> **How to complete this task**:
Could you retype every record below exactly as it appears?

> **Provided material**:

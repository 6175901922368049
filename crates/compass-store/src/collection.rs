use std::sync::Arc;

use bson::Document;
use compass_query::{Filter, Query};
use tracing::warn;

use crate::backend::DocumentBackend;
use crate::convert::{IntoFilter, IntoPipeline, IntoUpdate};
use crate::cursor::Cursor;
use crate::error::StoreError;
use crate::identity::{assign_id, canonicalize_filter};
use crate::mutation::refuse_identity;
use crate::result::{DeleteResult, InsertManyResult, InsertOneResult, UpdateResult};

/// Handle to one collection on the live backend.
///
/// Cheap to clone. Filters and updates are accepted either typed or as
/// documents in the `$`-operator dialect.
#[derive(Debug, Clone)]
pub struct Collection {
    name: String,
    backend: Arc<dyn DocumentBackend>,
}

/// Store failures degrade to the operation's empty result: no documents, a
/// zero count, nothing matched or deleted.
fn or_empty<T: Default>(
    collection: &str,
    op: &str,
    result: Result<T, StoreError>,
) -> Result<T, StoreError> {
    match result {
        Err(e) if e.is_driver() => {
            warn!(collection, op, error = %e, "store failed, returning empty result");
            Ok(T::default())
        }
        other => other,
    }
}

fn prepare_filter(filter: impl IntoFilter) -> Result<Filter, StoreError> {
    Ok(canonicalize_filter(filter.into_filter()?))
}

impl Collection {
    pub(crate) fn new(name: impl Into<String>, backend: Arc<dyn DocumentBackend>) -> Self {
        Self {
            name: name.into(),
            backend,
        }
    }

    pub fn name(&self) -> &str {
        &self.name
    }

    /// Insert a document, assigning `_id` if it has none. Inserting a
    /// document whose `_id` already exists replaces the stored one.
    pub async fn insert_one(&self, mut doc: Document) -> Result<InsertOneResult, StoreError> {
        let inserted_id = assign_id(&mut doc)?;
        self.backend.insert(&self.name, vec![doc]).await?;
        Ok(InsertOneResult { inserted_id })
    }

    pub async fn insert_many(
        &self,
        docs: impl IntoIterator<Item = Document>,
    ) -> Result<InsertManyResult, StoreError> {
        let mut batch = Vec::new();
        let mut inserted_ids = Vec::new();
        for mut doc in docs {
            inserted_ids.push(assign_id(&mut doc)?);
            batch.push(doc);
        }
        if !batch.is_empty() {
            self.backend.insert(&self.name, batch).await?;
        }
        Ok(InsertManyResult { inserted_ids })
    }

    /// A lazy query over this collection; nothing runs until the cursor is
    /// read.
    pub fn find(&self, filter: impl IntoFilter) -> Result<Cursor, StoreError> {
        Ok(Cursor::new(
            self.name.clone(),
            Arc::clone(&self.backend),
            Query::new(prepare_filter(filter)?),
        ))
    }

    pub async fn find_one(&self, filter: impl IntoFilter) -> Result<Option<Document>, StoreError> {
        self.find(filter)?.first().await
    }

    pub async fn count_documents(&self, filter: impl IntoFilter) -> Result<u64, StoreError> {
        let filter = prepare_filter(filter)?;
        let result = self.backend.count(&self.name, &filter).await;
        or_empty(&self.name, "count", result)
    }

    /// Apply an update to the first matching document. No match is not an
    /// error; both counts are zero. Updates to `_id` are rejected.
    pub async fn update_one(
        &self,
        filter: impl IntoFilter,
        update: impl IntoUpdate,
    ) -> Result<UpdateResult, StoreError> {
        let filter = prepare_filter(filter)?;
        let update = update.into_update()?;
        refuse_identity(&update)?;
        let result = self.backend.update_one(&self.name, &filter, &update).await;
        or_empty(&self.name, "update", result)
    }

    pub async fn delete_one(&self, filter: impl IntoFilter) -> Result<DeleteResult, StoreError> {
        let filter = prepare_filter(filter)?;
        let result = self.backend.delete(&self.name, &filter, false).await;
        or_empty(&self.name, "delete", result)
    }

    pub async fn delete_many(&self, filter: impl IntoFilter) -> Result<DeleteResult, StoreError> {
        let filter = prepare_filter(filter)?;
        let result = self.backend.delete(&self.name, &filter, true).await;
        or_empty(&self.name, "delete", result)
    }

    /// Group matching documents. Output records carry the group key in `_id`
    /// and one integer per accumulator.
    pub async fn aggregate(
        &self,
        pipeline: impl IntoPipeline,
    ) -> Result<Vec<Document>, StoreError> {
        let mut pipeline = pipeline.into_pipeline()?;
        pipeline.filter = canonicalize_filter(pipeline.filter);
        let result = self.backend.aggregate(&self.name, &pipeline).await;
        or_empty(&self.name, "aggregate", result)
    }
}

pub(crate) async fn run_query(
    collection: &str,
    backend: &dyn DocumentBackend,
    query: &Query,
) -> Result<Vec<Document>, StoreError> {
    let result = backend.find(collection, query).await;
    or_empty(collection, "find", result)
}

> **Reply**:
repository 6175901922368049
filename crates/compass-store/src/collection.rs
use std::sync::Arc;

use bson::Document;
use compass_query::{Filter, Query};
use tracing::warn;

use crate::backend::DocumentBackend;
use crate::convert::{IntoFilter, IntoPipeline, IntoUpdate};
use crate::cursor::Cursor;
use crate::error::StoreError;
use crate::identity::{assign_id, canonicalize_filter};
use crate::mutation::refuse_identity;
use crate::result::{DeleteResult, InsertManyResult, InsertOneResult, UpdateResult};

/// Handle to one collection on the live backend.
///
/// Cheap to clone. Filters and updates are accepted either typed or as
/// documents in the `$`-operator dialect.
#[derive(Debug, Clone)]
pub struct Collection {
    name: String,
    backend: Arc<dyn DocumentBackend>,
}

/// Store failures degrade to the operation's empty result: no documents, a
/// zero count, nothing matched or deleted.
fn or_empty<T: Default>(
    collection: &str,
    op: &str,
    result: Result<T, StoreError>,
) -> Result<T, StoreError> {
    match result {
        Err(e) if e.is_driver() => {
            warn!(collection, op, error = %e, "store failed, returning empty result");
            Ok(T::default())
        }
        other => other,
    }
}

fn prepare_filter(filter: impl IntoFilter) -> Result<Filter, StoreError> {
    Ok(canonicalize_filter(filter.into_filter()?))
}

impl Collection {
    pub(crate) fn new(name: impl Into<String>, backend: Arc<dyn DocumentBackend>) -> Self {
        Self {
            name: name.into(),
            backend,
        }
    }

    pub fn name(&self) -> &str {
        &self.name
    }

    /// Insert a document, assigning `_id` if it has none. Inserting a
    /// document whose `_id` already exists replaces the stored one.
    pub async fn insert_one(&self, mut doc: Document) -> Result<InsertOneResult, StoreError> {
        let inserted_id = assign_id(&mut doc)?;
        self.backend.insert(&self.name, vec![doc]).await?;
        Ok(InsertOneResult { inserted_id })
    }

    pub async fn insert_many(
        &self,
        docs: impl IntoIterator<Item = Document>,
    ) -> Result<InsertManyResult, StoreError> {
        let mut batch = Vec::new();
        let mut inserted_ids = Vec::new();
        for mut doc in docs {
            inserted_ids.push(assign_id(&mut doc)?);
            batch.push(doc);
        }
        if !batch.is_empty() {
            self.backend.insert(&self.name, batch).await?;
        }
        Ok(InsertManyResult { inserted_ids })
    }

    /// A lazy query over this collection; nothing runs until the cursor is
    /// read.
    pub fn find(&self, filter: impl IntoFilter) -> Result<Cursor, StoreError> {
        Ok(Cursor::new(
            self.name.clone(),
            Arc::clone(&self.backend),
            Query::new(prepare_filter(filter)?),
        ))
    }

    pub async fn find_one(&self, filter: impl IntoFilter) -> Result<Option<Document>, StoreError> {
        self.find(filter)?.first().await
    }

    pub async fn count_documents(&self, filter: impl IntoFilter) -> Result<u64, StoreError> {
        let filter = prepare_filter(filter)?;
        let result = self.backend.count(&self.name, &filter).await;
        or_empty(&self.name, "count", result)
    }

    /// Apply an update to the first matching document. No match is not an
    /// error; both counts are zero. Updates to `_id` are rejected.
    pub async fn update_one(
        &self,
        filter: impl IntoFilter,
        update: impl IntoUpdate,
    ) -> Result<UpdateResult, StoreError> {
        let filter = prepare_filter(filter)?;
        let update = update.into_update()?;
        refuse_identity(&update)?;
        let result = self.backend.update_one(&self.name, &filter, &update).await;
        or_empty(&self.name, "update", result)
    }

    pub async fn delete_one(&self, filter: impl IntoFilter) -> Result<DeleteResult, StoreError> {
        let filter = prepare_filter(filter)?;
        let result = self.backend.delete(&self.name, &filter, false).await;
        or_empty(&self.name, "delete", result)
    }

    pub async fn delete_many(&self, filter: impl IntoFilter) -> Result<DeleteResult, StoreError> {
        let filter = prepare_filter(filter)?;
        let result = self.backend.delete(&self.name, &filter, true).await;
        or_empty(&self.name, "delete", result)
    }

    /// Group matching documents. Output records carry the group key in `_id`
    /// and one integer per accumulator.
    pub async fn aggregate(
        &self,
        pipeline: impl IntoPipeline,
    ) -> Result<Vec<Document>, StoreError> {
        let mut pipeline = pipeline.into_pipeline()?;
        pipeline.filter = canonicalize_filter(pipeline.filter);
        let result = self.backend.aggregate(&self.name, &pipeline).await;
        or_empty(&self.name, "aggregate", result)
    }
}

pub(crate) async fn run_query(
    collection: &str,
    backend: &dyn DocumentBackend,
    query: &Query,
) -> Result<Vec<Document>, StoreError> {
    let result = backend.find(collection, query).await;
    or_empty(collection, "find", result)
}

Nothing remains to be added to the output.